Standalone functions that parse decoded model text to extract structured
thinking content and tool calls from Gemma4 models. These are pure-Python
utilities with zero heavy dependencies — they work on raw decoded strings
from any inference backend (vLLM, HuggingFace, TGI, etc.).
Usage with vLLM offline inference::
from vllm import LLM, SamplingParams
from vllm.model_executor.models.gemma4_utils import (
parse_output,
parse_tool_calls,
)
llm = LLM(model="google/gemma-4-it")
outputs = llm.generate(prompt, SamplingParams(...))

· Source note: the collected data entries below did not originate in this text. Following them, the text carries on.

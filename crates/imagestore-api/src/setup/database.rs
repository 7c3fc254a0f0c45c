//! Database setup and initialization

use std::sync::Arc;
use std::time::Duration;

use anyhow::{Context, Result};
use imagestore_core::Config;
use imagestore_db::{ImageIndex, SqliteImageIndex};
use sqlx::sqlite::SqlitePoolOptions;

/// Connect the SQLite pool and apply migrations.
pub async fn setup_database(config: &Config) -> Result<Arc<dyn ImageIndex>> {
    tracing::info!("Connecting to database...");
    let pool = SqlitePoolOptions::new()
        .max_connections(config.db_max_connections())
        .acquire_timeout(Duration::from_secs(30))
        .connect(config.database_url())
        .await
        .with_context(|| format!("Failed to connect to {}", config.database_url()))?;

    tracing::info!(
        max_connections = config.db_max_connections(),
        "Database connected successfully"
    );

    let index = SqliteImageIndex::new(pool);
    index
        .migrate()
        .await
        .context("Failed to run database migrations")?;

    Ok(Arc::new(index))
}
pub async fn health() -> &'static str {
    "OK"
}
use std::sync::Arc;

use axum::{
    extract::{Path, Query, State},
    Json,
};
use imagestore_core::{AppError, OwnerId};
use serde::{Deserialize, Serialize};
use uuid::Uuid;

use crate::error::HttpAppError;
use crate::state::AppState;

#[derive(Debug, Deserialize)]
pub struct DeleteQuery {
    user_id: String,
}

#[derive(Debug, Serialize, Deserialize)]
pub struct DeleteResponse {
    pub success: bool,
}

/// Delete an image. Only the owning user may delete it (403 otherwise).
#[tracing::instrument(skip(state), fields(image_id = %id, operation = "delete_image"))]
pub async fn delete_image(
    Path(id): Path<Uuid>,
    Query(query): Query<DeleteQuery>,
    State(state): State<Arc<AppState>>,
) -> Result<Json<DeleteResponse>, HttpAppError> {
    let owner = OwnerId::parse(query.user_id).map_err(AppError::from)?;
    state.catalog.delete(id, &owner).await?;
    Ok(Json(DeleteResponse { success: true }))
}
//! Imagestore Processing Library
//!
//! Content-sniffed decoding of the supported raster formats and fixed-box WebP
//! thumbnail rendering. Everything here is CPU-bound and synchronous; callers on an
//! async runtime are expected to run it on the blocking pool.

pub mod image;

pub use crate::image::{
    decode, DecodeError, EncodeError, EncodedThumbnail, SupportedFormat, ThumbnailRenderer,
};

text = tokenizer.decode(outputs[0].outputs[0].token_ids, skip_special_tokens=False)
# Extract thinking / answer (works with or without enable_thinking)
result = parse_output(text)
print(result["thinking"]) # chain-of-thought or None
print(result["answer"]) # final answer
# Extract tool calls
tool_calls = parse_tool_calls(text)
for tc in tool_calls:
print(f"{tc['name']}({tc['arguments']})")
Ported from ``transformers.models.gemma4.utils_gemma4`` so that vLLM users
do not need a transformers dependency for output parsing.
"""
import json
import regex as re
# ---- Thinking Mode Utility ----
# Thinking delimiter tokens as they appear in decoded text.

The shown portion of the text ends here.